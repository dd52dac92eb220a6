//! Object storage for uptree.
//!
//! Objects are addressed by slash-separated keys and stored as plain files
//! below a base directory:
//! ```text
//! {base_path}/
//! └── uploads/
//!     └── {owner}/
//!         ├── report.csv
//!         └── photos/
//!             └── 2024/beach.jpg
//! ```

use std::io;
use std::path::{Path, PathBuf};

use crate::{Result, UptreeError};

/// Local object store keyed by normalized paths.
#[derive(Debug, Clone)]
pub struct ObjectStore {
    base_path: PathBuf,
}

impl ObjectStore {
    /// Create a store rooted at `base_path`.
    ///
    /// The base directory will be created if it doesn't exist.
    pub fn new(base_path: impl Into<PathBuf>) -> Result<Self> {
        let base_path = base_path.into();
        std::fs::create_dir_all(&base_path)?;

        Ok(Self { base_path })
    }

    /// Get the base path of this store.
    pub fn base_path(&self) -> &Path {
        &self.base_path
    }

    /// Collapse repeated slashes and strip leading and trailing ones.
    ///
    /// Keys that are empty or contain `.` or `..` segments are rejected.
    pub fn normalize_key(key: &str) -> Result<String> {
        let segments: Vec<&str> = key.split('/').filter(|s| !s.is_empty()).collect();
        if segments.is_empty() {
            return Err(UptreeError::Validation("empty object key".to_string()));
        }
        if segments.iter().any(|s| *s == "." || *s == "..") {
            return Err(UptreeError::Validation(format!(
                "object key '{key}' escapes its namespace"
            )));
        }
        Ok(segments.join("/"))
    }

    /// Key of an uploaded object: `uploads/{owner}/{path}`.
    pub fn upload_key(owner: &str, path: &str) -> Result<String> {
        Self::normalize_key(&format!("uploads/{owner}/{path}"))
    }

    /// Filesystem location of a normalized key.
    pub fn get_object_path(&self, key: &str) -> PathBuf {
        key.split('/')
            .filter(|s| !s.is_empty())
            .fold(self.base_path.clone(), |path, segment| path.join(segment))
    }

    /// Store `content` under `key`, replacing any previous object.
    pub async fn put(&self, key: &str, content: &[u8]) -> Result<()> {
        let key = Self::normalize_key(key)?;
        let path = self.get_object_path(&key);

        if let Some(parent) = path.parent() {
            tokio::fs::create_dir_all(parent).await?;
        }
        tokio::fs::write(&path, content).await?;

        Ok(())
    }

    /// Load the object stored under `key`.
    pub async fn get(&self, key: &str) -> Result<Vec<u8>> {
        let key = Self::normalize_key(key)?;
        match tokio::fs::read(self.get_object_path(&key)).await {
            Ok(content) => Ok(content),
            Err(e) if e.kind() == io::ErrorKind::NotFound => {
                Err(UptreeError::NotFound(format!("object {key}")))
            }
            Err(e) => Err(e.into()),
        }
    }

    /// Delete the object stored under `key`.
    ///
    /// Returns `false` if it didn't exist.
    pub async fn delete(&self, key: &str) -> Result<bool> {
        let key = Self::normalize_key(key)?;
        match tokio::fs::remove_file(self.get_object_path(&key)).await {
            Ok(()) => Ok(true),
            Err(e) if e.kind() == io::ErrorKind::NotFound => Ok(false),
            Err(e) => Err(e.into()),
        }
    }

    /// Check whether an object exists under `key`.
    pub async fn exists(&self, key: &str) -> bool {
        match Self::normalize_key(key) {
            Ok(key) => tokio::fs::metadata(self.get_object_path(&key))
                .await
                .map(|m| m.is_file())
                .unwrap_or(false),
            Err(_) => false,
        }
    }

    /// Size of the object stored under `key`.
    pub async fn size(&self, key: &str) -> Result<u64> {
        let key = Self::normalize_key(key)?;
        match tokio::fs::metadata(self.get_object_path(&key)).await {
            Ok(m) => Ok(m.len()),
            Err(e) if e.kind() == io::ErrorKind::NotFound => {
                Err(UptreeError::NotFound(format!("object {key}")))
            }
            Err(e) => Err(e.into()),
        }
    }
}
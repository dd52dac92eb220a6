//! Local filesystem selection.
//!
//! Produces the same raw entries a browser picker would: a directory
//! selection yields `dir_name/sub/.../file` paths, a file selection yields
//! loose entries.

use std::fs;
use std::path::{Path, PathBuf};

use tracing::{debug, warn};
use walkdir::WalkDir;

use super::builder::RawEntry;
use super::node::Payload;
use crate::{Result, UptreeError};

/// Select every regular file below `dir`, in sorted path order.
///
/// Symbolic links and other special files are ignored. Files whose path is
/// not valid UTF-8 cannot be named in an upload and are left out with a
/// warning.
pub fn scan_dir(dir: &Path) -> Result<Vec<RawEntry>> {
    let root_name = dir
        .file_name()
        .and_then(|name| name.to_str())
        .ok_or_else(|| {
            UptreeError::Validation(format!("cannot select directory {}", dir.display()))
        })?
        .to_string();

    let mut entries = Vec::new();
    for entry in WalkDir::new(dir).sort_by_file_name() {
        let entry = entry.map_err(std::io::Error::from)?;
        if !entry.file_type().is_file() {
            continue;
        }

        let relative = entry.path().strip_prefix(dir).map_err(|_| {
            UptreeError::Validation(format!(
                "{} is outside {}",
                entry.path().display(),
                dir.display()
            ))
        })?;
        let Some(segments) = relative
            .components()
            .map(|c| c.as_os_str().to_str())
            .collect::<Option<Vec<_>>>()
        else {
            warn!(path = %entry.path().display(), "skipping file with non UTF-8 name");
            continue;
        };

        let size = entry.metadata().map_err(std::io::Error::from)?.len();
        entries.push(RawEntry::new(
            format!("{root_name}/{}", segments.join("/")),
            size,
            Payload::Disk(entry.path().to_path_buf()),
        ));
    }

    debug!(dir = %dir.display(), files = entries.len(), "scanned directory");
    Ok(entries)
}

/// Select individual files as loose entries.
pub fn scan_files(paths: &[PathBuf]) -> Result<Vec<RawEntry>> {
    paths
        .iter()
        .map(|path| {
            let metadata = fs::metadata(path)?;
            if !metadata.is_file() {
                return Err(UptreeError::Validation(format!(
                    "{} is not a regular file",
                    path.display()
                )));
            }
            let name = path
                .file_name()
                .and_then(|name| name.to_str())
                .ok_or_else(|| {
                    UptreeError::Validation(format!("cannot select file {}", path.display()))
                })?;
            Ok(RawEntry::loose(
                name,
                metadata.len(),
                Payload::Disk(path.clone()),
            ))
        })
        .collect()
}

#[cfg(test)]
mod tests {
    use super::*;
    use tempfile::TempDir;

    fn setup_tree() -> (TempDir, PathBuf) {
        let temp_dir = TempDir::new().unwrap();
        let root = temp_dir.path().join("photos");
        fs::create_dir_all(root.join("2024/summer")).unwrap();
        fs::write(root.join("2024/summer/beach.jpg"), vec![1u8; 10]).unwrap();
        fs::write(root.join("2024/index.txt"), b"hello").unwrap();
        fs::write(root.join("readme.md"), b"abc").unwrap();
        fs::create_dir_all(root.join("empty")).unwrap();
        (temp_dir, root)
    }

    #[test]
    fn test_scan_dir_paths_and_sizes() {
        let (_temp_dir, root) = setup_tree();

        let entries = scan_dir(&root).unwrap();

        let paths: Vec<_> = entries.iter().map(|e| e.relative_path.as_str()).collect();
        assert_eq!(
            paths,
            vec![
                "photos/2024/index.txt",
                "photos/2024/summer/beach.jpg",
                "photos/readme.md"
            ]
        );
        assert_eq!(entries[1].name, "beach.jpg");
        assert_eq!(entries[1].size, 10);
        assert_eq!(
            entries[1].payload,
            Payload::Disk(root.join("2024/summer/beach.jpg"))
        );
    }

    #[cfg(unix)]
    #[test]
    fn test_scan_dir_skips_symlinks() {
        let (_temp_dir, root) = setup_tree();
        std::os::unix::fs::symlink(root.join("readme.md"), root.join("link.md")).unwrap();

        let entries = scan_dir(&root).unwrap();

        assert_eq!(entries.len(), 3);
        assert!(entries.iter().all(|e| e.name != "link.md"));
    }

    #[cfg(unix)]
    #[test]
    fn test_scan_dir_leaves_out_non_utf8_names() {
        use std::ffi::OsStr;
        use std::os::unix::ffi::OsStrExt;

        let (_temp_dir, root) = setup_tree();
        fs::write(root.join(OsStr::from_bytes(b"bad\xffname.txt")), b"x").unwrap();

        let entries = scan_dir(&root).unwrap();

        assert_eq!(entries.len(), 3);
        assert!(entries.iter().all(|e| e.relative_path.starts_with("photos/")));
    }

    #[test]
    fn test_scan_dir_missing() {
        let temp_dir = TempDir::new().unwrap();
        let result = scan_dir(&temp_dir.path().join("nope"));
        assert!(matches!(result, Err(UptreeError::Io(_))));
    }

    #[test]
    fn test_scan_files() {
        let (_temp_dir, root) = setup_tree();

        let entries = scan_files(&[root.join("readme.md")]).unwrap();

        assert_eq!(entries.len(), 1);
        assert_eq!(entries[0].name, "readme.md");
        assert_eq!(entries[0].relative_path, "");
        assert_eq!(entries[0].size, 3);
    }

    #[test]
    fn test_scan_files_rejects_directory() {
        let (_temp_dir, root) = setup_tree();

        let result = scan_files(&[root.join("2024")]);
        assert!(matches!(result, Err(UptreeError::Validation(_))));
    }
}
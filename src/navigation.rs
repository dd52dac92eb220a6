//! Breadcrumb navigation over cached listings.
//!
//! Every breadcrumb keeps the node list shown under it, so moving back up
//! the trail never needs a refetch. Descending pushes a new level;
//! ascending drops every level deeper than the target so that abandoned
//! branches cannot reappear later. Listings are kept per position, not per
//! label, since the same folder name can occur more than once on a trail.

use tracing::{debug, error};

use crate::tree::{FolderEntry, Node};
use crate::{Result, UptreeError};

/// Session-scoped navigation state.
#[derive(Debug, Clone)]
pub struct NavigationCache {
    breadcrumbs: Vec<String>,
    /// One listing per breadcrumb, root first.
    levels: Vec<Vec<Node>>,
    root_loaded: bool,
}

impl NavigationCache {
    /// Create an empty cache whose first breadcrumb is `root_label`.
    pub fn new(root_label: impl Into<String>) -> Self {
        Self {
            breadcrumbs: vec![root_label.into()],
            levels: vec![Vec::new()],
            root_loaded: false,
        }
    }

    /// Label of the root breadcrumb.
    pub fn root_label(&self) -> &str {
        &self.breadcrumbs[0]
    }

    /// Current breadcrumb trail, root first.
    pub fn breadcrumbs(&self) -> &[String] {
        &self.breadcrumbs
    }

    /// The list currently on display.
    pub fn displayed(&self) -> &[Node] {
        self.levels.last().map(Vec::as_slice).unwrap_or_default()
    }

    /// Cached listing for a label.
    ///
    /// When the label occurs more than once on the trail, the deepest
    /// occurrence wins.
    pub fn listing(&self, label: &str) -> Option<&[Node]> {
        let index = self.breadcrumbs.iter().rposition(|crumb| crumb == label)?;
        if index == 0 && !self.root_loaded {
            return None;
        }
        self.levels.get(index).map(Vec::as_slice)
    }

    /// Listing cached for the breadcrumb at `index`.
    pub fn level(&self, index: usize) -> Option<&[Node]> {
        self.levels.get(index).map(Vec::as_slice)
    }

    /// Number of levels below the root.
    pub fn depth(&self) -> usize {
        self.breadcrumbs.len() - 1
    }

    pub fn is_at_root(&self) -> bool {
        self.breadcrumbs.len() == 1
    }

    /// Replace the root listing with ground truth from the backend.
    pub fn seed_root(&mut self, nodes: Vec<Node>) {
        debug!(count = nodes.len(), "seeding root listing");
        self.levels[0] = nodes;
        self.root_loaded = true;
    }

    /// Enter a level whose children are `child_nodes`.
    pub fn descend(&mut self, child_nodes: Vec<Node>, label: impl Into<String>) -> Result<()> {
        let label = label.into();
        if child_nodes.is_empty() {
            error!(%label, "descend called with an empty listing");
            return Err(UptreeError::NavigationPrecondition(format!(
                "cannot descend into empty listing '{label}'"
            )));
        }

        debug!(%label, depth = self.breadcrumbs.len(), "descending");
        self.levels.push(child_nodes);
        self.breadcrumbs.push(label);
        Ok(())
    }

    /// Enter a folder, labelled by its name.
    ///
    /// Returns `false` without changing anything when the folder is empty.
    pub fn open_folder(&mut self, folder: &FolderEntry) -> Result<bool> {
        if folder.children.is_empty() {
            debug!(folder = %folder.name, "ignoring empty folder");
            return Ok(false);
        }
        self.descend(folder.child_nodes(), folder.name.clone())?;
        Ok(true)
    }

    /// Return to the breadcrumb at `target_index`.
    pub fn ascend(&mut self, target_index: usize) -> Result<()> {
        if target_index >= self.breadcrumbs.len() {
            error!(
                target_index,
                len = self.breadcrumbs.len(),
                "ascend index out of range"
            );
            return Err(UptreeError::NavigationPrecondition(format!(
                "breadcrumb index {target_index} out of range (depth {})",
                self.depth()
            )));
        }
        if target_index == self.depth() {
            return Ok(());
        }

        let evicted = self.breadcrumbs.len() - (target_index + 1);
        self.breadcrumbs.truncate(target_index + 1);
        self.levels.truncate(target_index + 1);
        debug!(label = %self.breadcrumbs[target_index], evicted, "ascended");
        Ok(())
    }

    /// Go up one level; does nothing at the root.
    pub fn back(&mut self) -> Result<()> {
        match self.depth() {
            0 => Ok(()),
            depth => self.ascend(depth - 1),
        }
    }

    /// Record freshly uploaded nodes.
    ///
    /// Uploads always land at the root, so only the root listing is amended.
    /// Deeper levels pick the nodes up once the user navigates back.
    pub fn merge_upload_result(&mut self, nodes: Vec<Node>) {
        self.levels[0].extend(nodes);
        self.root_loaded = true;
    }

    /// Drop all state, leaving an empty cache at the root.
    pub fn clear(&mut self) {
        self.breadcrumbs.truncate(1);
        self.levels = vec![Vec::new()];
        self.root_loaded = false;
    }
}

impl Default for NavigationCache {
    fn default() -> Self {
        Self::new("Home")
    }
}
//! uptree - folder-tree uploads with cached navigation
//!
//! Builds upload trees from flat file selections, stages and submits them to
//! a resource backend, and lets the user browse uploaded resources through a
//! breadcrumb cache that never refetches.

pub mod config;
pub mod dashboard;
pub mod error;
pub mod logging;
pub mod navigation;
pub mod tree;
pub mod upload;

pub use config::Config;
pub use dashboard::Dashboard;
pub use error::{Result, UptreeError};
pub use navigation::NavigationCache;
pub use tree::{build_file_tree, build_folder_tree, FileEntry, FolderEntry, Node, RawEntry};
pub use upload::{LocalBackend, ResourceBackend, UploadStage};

★ ★ ★

## [PROBLEM TO WORK ON]
Retype word for word everything in the listing above from the line that holds "Create an empty" down to the line that holds "pub fn breadcrumbs(&self)". Keep both end lines and leave out the rest.

## [SOLVED EXERCISE]
    /// Create an empty cache whose first breadcrumb is `root_label`.
    pub fn new(root_label: impl Into<String>) -> Self {
        Self {
            breadcrumbs: vec![root_label.into()],
            levels: vec![Vec::new()],
            root_loaded: false,
        }
    }

    /// Label of the root breadcrumb.
    pub fn root_label(&self) -> &str {
        &self.breadcrumbs[0]
    }

    /// Current breadcrumb trail, root first.
    pub fn breadcrumbs(&self) -> &[String] {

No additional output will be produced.